Está adolorido, visiblemente cansado, se mueve buscando esas que los médicos conocen como posturas de alivio; se estira tratando de llevarle un poco más de sangre a los músculos y se inclina liberando presión de los lugares donde se había concentrado el peso. A su alrededor hay ruido, siempre hay ruido. No es el momento de escucharlo, de perder el foco; hacerlo es recordar que duele, que el cuerpo ya no aguanta. Hay que evitarlo a toda costa, hay que esquivar, hay que creer que el cuerpo no siente lo que siente, que el tiempo no ha pasado y que se acaba. No se acaba, no aún. No duele, no es cierto que sea el fin, piensa sin darse cuenta; cree en eso sin saber que lo cree, y le cuesta creer que aún no se haya dado el momento. Aprieta, aguante, espere, se dice para sí mismo. Se puede, se intenta, ya llega, se repite sin menguar la intención, sin sentir el pecho frío o frío en el pecho.
Afuera, el mundo es hostil. La silla le aprieta y no hay suficiente espacio entre sus pies y la siguiente silla. No importa, nunca importa. El dolor pasa, tiene que pasar, debe pasar; el dolor no puede evitar que pase. Se gira, se truena la espalda, siente crujir el espacio entre sus vértebras, siente el descanso, el cosquilleo y ese pequeño dolor punzante. Le gusta, le gusta ese dolor que siente cuando el dolor pasa. Sabe que es pasajero, que volverá, pero le sirve y lo toma. Solo un imbécil rechaza lo poco porque piensa que, si no es todo, nada le sirve. Con suficientes ganas, de lo poco se hace mucho; de tripas, corazón, decían; del ahogado, el sombrero; caer de pie, pero nunca de rodillas. Hay que tener clase para saberlo; por eso sonríe en las malas.

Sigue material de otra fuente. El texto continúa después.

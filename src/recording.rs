//! Per-tick position trace, written as CSV.

use std::fs::File;
use std::io::{self, BufWriter, Write};
use std::path::Path;

use crate::events::WorldEvent;

/// Streams `Moved` events to a CSV sink, one row per body per tick.
pub struct Recorder<W: Write> {
    out: W,
    rows: u64,
}

impl Recorder<BufWriter<File>> {
    pub fn create(path: &Path) -> io::Result<Self> {
        Self::new(BufWriter::new(File::create(path)?))
    }
}

impl<W: Write> Recorder<W> {
    pub fn new(mut out: W) -> io::Result<Self> {
        writeln!(out, "tick,id,x,y")?;
        Ok(Self { out, rows: 0 })
    }

    /// Write a row for every `Moved` event in `events`. Other events are skipped.
    pub fn capture(&mut self, tick: u64, events: &[WorldEvent]) -> io::Result<()> {
        for event in events {
            if let WorldEvent::Moved { id, position } = event {
                writeln!(self.out, "{},{},{},{}", tick, id.0, position.x, position.y)?;
                self.rows += 1;
            }
        }
        Ok(())
    }

    pub fn rows(&self) -> u64 {
        self.rows
    }

    /// Flush and hand back the sink.
    pub fn finish(mut self) -> io::Result<W> {
        self.out.flush()?;
        Ok(self.out)
    }
}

Conoce el juego, respeta sus reglas. Está abajo y abajo se sufre, se recibe el desdén y se recarga. Ladran, ladran los perros en sus potreros como si quisieran arrastrarnos hasta ellos, pero ladran a lo lejos y sus fauces no nos tocan. Avanzamos, piensa, avanzamos. Atrás se quedan sus improperios. Conocemos el juego, somos buenos en el juego; no vamos a perder la cabeza por eso, no ahora, no en este momento. Se balancea en su silla, aprieta las manos y hace fuerza, y se esfuerza. Tiene aguante, y tiene hambre, y tiene ganas; lo sabe y espera, sabe que con eso basta.
No tiene miedo; del infierno ya viene, el dolor ya lo atraviesa, la tristeza ya la ha llorado muchas veces. Aquí no cabe esa tristeza, no ahora; en el presente ni en el futuro tiene espacio. Aquí solo cabe una idea: se puede. En el futuro caben la rabia, la impotencia; no ahora. Ahora se puede. En el futuro cabe mucha bronca; en el ahora, el aguante.
Eso no entienden, piensa, sin saber que lo piensa. Esa emoción lo viste y lo recubre sin saber que la lleva encima, que los demás la ven, que los demás se divierten con su sufrimiento. Quieren que caigan los que están abajo, tan pequeñitos que no sueñan con ser grandes, sino con empequeñecer a los demás. Tienen tanto miedo de la atención que les parece impensable que otros no se achiquen; necesitan verlos pequeños para no sentirse ellos diminutos.
Pero no hoy, no ahora. Ese pensamiento no lo atraviesa, es ajeno. Él y todos simplemente observan, conocen el juego, lo han visto; saben que hay oportunidad, saben cazarla, saben estar donde deben estar. Ninguno piensa de otra manera, ninguno agacha la cabeza, ninguno rezonga ni se queja; no ahora, no en este momento. Aquí solo cabe hinchar, aquí solo se puede tener fe y seguirlo intentando, estirar los brazos y las piernas, dejar atrás a todos los que no quieren que pase lo que en su cabeza es inevitable.
Otros creen que juegan mejor el juego, otros creen que ya todo ha terminado, y ahí pasa, ahí los cogen con la guardia baja porque no entendieron que ellos conocen el juego y, aunque a veces parezca que no sepan jugarlo, es en esos momentos donde muestran algo más importante… saben ganarlo.